Самое сложное в повседневных контактах человека и Природы – это умение оценить реакции Природы на технократическое вмешательство человека. Причем если ближайшие ответные ходы Природы человек еще может предсказать, то предвидеть, какой ход она сделает через 10, 100 или 1000 лет, пока не в состоянии. А это и приводит к тому, что называется экологической катастрофой. На самом деле, когда на берегу необъятного Ладожского озера был выстроен ряд промышленных объектов и под звуки фанфар запущен в строй, об очистных сооружениях никто не думал. А если дальновидные ученые и предлагали их строить, то рачительные отраслевые хозяева, сберегая народную копейку, рассуждали просто: ты посмотри, какое перед тобой озеро – конца-краю не видно, и через какую трубу потекут отходы – их и заметить-то не удастся.

Срабатывал, как всегда, авторитет власти. Отходы не очищали, сбрасывали в озеро. И так всюду, по всей стране, – ведь логика, коей руководствовались так называемые хозяева, была «на всех одна». За другую сильно наказывали еще более важные хозяева.

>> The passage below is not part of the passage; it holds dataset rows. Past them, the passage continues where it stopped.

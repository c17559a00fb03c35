use super::*;

use std::sync::Arc;

use axum::{
    extract::{
        ws::{Message as AxumWsMessage, WebSocket, WebSocketUpgrade},
        Query, State,
    },
    response::Response,
    routing::{get, post},
    Json, Router,
};
use serde::Deserialize;
use serde_json::json;
use shared::domain::ProfileId;
use tokio::{net::TcpListener, sync::Mutex, time::timeout};

const WAIT: Duration = Duration::from_secs(5);

fn settings_for(base_url: String) -> SyncSettings {
    SyncSettings {
        server_base_url: base_url,
        ..SyncSettings::default()
    }
}

async fn ws_handler(
    ws: WebSocketUpgrade,
    State(received): State<mpsc::UnboundedSender<String>>,
) -> Response {
    ws.on_upgrade(move |socket| ws_session(socket, received))
}

async fn ws_session(mut socket: WebSocket, received: mpsc::UnboundedSender<String>) {
    if let Some(Ok(AxumWsMessage::Text(text))) = socket.recv().await {
        let _ = received.send(text);
    }
    let frame = json!({
        "event": "receiveMessage",
        "data": { "senderId": "peer", "message": "hi", "_id": "m1" }
    });
    let _ = socket.send(AxumWsMessage::Text(frame.to_string())).await;
    while let Some(Ok(_)) = socket.recv().await {}
}

async fn spawn_ws_server() -> (String, mpsc::UnboundedReceiver<String>) {
    std::env::set_var("NO_PROXY", "127.0.0.1,localhost");
    let listener = TcpListener::bind("127.0.0.1:0").await.expect("bind");
    let addr = listener.local_addr().expect("addr");
    let (tx, rx) = mpsc::unbounded_channel();
    let app = Router::new().route("/ws", get(ws_handler)).with_state(tx);
    tokio::spawn(async move {
        let _ = axum::serve(listener, app).await;
    });
    (format!("http://{addr}/api"), rx)
}

#[derive(Clone, Default)]
struct PollState {
    pending: Arc<Mutex<Vec<Value>>>,
    emitted: Arc<Mutex<Vec<(String, Value)>>>,
}

#[derive(Deserialize)]
struct SessionQuery {
    session: String,
}

async fn open_session() -> Json<Value> {
    Json(json!({ "sessionId": "s-1" }))
}

async fn poll(State(state): State<PollState>, Query(_query): Query<SessionQuery>) -> Json<Value> {
    let frames = std::mem::take(&mut *state.pending.lock().await);
    Json(Value::Array(frames))
}

async fn emit(
    State(state): State<PollState>,
    Query(query): Query<SessionQuery>,
    Json(frame): Json<Value>,
) {
    state.emitted.lock().await.push((query.session, frame));
}

async fn spawn_polling_server() -> (String, PollState) {
    std::env::set_var("NO_PROXY", "127.0.0.1,localhost");
    let listener = TcpListener::bind("127.0.0.1:0").await.expect("bind");
    let addr = listener.local_addr().expect("addr");
    let state = PollState::default();
    let app = Router::new()
        .route("/api/push/session", post(open_session))
        .route("/api/push/poll", get(poll))
        .route("/api/push/emit", post(emit))
        .with_state(state.clone());
    tokio::spawn(async move {
        let _ = axum::serve(listener, app).await;
    });
    (format!("http://{addr}/api"), state)
}

#[test]
fn websocket_degrades_to_polling_once() {
    assert_eq!(TransportKind::WebSocket.degraded(), Some(TransportKind::Polling));
    assert_eq!(TransportKind::Polling.degraded(), None);
}

#[tokio::test]
async fn websocket_link_carries_frames_both_ways() {
    let (base_url, mut received) = spawn_ws_server().await;
    let connector = HttpPushConnector::new(&settings_for(base_url)).expect("connector");

    let mut link = connector
        .connect(TransportKind::WebSocket)
        .await
        .expect("connect");
    assert_eq!(link.kind, TransportKind::WebSocket);

    link.outbound
        .send(PushFrame::RegisterUser(ProfileId::new("viewer")))
        .await
        .expect("queue register");
    let written = timeout(WAIT, received.recv())
        .await
        .expect("server saw frame")
        .expect("frame");
    assert_eq!(written, r#"{"event":"registerUser","data":"viewer"}"#);

    let frame = timeout(WAIT, link.inbound.recv())
        .await
        .expect("frame in time")
        .expect("link open");
    match frame {
        PushFrame::ReceiveMessage(message) => {
            assert_eq!(message.sender_id.as_deref(), Some("peer"));
            assert_eq!(message.message_id.as_deref(), Some("m1"));
        }
        other => panic!("unexpected frame: {other:?}"),
    }
}

#[tokio::test]
async fn polling_link_emits_and_receives() {
    let (base_url, state) = spawn_polling_server().await;
    state.pending.lock().await.push(json!({
        "event": "messageSeen",
        "data": { "messageId": "m7", "receiverId": "peer" }
    }));
    let connector = HttpPushConnector::new(&settings_for(base_url)).expect("connector");

    let mut link = connector
        .connect(TransportKind::Polling)
        .await
        .expect("connect");
    link.outbound
        .send(PushFrame::RegisterUser(ProfileId::new("viewer")))
        .await
        .expect("queue register");

    let frame = timeout(WAIT, link.inbound.recv())
        .await
        .expect("frame in time")
        .expect("link open");
    let PushFrame::MessageSeen(ack) = frame else {
        panic!("expected messageSeen frame");
    };
    assert_eq!(ack.message_id, "m7");
    assert_eq!(ack.viewer_id.as_deref(), Some("peer"));

    timeout(WAIT, async {
        loop {
            if !state.emitted.lock().await.is_empty() {
                break;
            }
            tokio::time::sleep(Duration::from_millis(20)).await;
        }
    })
    .await
    .expect("emit reached server");
    let emitted = state.emitted.lock().await;
    assert_eq!(emitted[0].0, "s-1");
    assert_eq!(emitted[0].1["event"], "registerUser");
    assert_eq!(emitted[0].1["data"], "viewer");
}

#[tokio::test]
async fn unreachable_websocket_reports_negotiation_failure() {
    let listener = TcpListener::bind("127.0.0.1:0").await.expect("bind");
    let addr = listener.local_addr().expect("addr");
    drop(listener);
    let connector =
        HttpPushConnector::new(&settings_for(format!("http://{addr}/api"))).expect("connector");

    let err = connector
        .connect(TransportKind::WebSocket)
        .await
        .expect_err("nothing is listening");
    assert!(matches!(
        err,
        TransportError::Negotiation {
            transport: "websocket",
            ..
        }
    ));
}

Конечно, пока эти выбросы были действительно каплей в море, человек не замечал недовольства Природы. Но вместе с ростом отходов росло и ее возмущение. Наконец терпение Природы лопалось, и на человека обрушивались эпидемии кишечных заболеваний, разного рода аллергены, отравленные воздух, вода и продукты. Человек спохватывался. Энтузиасты лезли на трибуны, сыпались «материалы» в газеты, на телевидение, радио. Начиналась кампания «ходьбы в природу». В старину говорили: «мужик на Руси задним умом крепок». Так было. Так есть. Неужели так будет всегда?

В 1914 г., Воейков убеждал своих оппонентов, что труд человека – и только он – приведет в конечном итоге к обновленной Земле. Он оказался прав. Землю «обновили», и очень сильно. Но лучше бы этого не делали.

Природа сотворила человека для того, чтобы он жил с ней в гармонии. Это значит, что он должен строить свою жизнь, не поспешая, не стремясь как можно быстрее реализовать осенившие его идеи, не узнав у своего творца – Природы, не навредят ли они ее цельности.

Природа, по всей вероятности, все же допустила одну недоработку: наделив человека разумом, она не сделала этот разум системным. Человек очень робко сам стал дозревать до этого. Жизнь заставила. Но он уже успел столько натворить непоправимого, а системные его мыслишки столь пока убоги и маломерны, что они явно не поспевают за традиционным и крайне удобным пониманием научно-технического прогресса.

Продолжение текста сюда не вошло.